** Opening RECORDS FOR PROCESSING block **

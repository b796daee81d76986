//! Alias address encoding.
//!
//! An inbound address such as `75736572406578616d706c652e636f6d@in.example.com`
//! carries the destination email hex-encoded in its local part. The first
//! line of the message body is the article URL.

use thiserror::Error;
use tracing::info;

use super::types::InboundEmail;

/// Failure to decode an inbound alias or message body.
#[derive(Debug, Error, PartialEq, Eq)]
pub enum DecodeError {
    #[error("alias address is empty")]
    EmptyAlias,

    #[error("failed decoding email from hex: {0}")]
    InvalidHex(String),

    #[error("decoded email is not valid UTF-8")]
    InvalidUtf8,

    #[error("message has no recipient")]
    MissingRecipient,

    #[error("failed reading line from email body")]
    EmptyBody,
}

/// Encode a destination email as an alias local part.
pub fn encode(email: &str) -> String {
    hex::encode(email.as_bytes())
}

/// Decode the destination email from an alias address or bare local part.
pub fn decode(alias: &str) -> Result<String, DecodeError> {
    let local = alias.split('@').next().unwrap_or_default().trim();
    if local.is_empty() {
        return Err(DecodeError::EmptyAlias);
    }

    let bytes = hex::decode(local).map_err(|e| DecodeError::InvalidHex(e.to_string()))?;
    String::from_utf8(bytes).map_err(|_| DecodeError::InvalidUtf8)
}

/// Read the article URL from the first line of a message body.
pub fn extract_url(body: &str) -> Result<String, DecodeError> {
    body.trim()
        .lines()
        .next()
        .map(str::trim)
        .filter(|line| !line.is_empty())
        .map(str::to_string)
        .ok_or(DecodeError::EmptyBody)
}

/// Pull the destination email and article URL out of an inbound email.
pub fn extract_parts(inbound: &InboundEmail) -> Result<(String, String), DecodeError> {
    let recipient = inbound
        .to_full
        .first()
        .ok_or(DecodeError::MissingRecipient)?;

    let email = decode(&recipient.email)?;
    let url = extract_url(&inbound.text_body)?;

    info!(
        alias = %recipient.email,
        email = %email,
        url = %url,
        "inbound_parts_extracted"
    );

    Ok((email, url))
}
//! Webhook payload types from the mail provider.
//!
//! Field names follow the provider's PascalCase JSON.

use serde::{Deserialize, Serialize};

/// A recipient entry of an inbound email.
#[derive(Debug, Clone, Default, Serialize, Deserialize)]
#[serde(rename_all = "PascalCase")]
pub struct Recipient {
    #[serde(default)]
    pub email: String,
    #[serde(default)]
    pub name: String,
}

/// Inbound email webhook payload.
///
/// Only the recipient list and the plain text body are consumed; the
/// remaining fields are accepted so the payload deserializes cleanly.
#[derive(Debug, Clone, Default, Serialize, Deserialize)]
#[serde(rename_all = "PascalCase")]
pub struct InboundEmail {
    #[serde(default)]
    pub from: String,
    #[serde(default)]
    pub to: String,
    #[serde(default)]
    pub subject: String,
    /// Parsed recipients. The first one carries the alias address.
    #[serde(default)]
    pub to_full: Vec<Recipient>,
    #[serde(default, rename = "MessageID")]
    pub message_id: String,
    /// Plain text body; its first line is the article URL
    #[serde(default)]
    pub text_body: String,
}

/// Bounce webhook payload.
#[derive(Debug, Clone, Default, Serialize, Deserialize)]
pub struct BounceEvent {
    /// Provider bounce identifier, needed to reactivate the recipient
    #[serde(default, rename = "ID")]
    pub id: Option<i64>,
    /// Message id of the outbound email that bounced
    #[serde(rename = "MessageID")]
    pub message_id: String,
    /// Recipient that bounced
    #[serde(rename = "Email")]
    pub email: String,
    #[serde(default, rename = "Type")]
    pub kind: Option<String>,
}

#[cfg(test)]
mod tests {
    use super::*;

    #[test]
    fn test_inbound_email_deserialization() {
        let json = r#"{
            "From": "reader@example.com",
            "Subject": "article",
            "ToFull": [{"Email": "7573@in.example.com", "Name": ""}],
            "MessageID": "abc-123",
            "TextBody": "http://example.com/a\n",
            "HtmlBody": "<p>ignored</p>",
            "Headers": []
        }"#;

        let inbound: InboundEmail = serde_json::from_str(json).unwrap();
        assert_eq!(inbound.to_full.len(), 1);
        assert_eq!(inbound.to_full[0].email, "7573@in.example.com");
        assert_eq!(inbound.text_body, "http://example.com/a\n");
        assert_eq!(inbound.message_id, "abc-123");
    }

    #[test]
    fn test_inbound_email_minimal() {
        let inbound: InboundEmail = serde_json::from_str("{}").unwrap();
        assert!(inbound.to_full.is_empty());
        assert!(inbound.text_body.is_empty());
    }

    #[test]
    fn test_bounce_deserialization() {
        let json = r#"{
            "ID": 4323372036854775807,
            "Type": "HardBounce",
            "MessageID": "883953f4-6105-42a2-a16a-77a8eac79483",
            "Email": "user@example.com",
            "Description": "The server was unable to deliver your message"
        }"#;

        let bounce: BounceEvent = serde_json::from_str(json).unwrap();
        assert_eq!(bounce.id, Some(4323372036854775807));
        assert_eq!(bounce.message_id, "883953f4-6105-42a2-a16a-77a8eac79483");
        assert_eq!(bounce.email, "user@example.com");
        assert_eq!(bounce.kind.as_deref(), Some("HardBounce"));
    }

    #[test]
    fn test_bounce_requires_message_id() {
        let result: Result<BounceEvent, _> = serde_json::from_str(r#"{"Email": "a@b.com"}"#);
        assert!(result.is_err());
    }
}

** Closing RECORDS FOR PROCESSING block **

(DIRECTIONS FOR THIS TASK):
Retype the records above exactly as they appear.

(SOLUTION):
repository b796daee81d76986
//! Alias address encoding.
//!
//! An inbound address such as `75736572406578616d706c652e636f6d@in.example.com`
//! carries the destination email hex-encoded in its local part. The first
//! line of the message body is the article URL.

use thiserror::Error;
use tracing::info;

use super::types::InboundEmail;

/// Failure to decode an inbound alias or message body.
#[derive(Debug, Error, PartialEq, Eq)]
pub enum DecodeError {
    #[error("alias address is empty")]
    EmptyAlias,

    #[error("failed decoding email from hex: {0}")]
    InvalidHex(String),

    #[error("decoded email is not valid UTF-8")]
    InvalidUtf8,

    #[error("message has no recipient")]
    MissingRecipient,

    #[error("failed reading line from email body")]
    EmptyBody,
}

/// Encode a destination email as an alias local part.
pub fn encode(email: &str) -> String {
    hex::encode(email.as_bytes())
}

/// Decode the destination email from an alias address or bare local part.
pub fn decode(alias: &str) -> Result<String, DecodeError> {
    let local = alias.split('@').next().unwrap_or_default().trim();
    if local.is_empty() {
        return Err(DecodeError::EmptyAlias);
    }

    let bytes = hex::decode(local).map_err(|e| DecodeError::InvalidHex(e.to_string()))?;
    String::from_utf8(bytes).map_err(|_| DecodeError::InvalidUtf8)
}

/// Read the article URL from the first line of a message body.
pub fn extract_url(body: &str) -> Result<String, DecodeError> {
    body.trim()
        .lines()
        .next()
        .map(str::trim)
        .filter(|line| !line.is_empty())
        .map(str::to_string)
        .ok_or(DecodeError::EmptyBody)
}

/// Pull the destination email and article URL out of an inbound email.
pub fn extract_parts(inbound: &InboundEmail) -> Result<(String, String), DecodeError> {
    let recipient = inbound
        .to_full
        .first()
        .ok_or(DecodeError::MissingRecipient)?;

    let email = decode(&recipient.email)?;
    let url = extract_url(&inbound.text_body)?;

    info!(
        alias = %recipient.email,
        email = %email,
        url = %url,
        "inbound_parts_extracted"
    );

    Ok((email, url))
}
//! Webhook payload types from the mail provider.
//!
//! Field names follow the provider's PascalCase JSON.

use serde::{Deserialize, Serialize};

/// A recipient entry of an inbound email.
#[derive(Debug, Clone, Default, Serialize, Deserialize)]
#[serde(rename_all = "PascalCase")]
pub struct Recipient {
    #[serde(default)]
    pub email: String,
    #[serde(default)]
    pub name: String,
}

/// Inbound email webhook payload.
///
/// Only the recipient list and the plain text body are consumed; the
/// remaining fields are accepted so the payload deserializes cleanly.
#[derive(Debug, Clone, Default, Serialize, Deserialize)]
#[serde(rename_all = "PascalCase")]
pub struct InboundEmail {
    #[serde(default)]
    pub from: String,
    #[serde(default)]
    pub to: String,
    #[serde(default)]
    pub subject: String,
    /// Parsed recipients. The first one carries the alias address.
    #[serde(default)]
    pub to_full: Vec<Recipient>,
    #[serde(default, rename = "MessageID")]
    pub message_id: String,
    /// Plain text body; its first line is the article URL
    #[serde(default)]
    pub text_body: String,
}

/// Bounce webhook payload.
#[derive(Debug, Clone, Default, Serialize, Deserialize)]
pub struct BounceEvent {
    /// Provider bounce identifier, needed to reactivate the recipient
    #[serde(default, rename = "ID")]
    pub id: Option<i64>,
    /// Message id of the outbound email that bounced
    #[serde(rename = "MessageID")]
    pub message_id: String,
    /// Recipient that bounced
    #[serde(rename = "Email")]
    pub email: String,
    #[serde(default, rename = "Type")]
    pub kind: Option<String>,
}

#[cfg(test)]
mod tests {
    use super::*;

    #[test]
    fn test_inbound_email_deserialization() {
        let json = r#"{
            "From": "reader@example.com",
            "Subject": "article",
            "ToFull": [{"Email": "7573@in.example.com", "Name": ""}],
            "MessageID": "abc-123",
            "TextBody": "http://example.com/a\n",
            "HtmlBody": "<p>ignored</p>",
            "Headers": []
        }"#;

        let inbound: InboundEmail = serde_json::from_str(json).unwrap();
        assert_eq!(inbound.to_full.len(), 1);
        assert_eq!(inbound.to_full[0].email, "7573@in.example.com");
        assert_eq!(inbound.text_body, "http://example.com/a\n");
        assert_eq!(inbound.message_id, "abc-123");
    }

    #[test]
    fn test_inbound_email_minimal() {
        let inbound: InboundEmail = serde_json::from_str("{}").unwrap();
        assert!(inbound.to_full.is_empty());
        assert!(inbound.text_body.is_empty());
    }

    #[test]
    fn test_bounce_deserialization() {
        let json = r#"{
            "ID": 4323372036854775807,
            "Type": "HardBounce",
            "MessageID": "883953f4-6105-42a2-a16a-77a8eac79483",
            "Email": "user@example.com",
            "Description": "The server was unable to deliver your message"
        }"#;

        let bounce: BounceEvent = serde_json::from_str(json).unwrap();
        assert_eq!(bounce.id, Some(4323372036854775807));
        assert_eq!(bounce.message_id, "883953f4-6105-42a2-a16a-77a8eac79483");
        assert_eq!(bounce.email, "user@example.com");
        assert_eq!(bounce.kind.as_deref(), Some("HardBounce"));
    }

    #[test]
    fn test_bounce_requires_message_id() {
        let result: Result<BounceEvent, _> = serde_json::from_str(r#"{"Email": "a@b.com"}"#);
        assert!(result.is_err());
    }
}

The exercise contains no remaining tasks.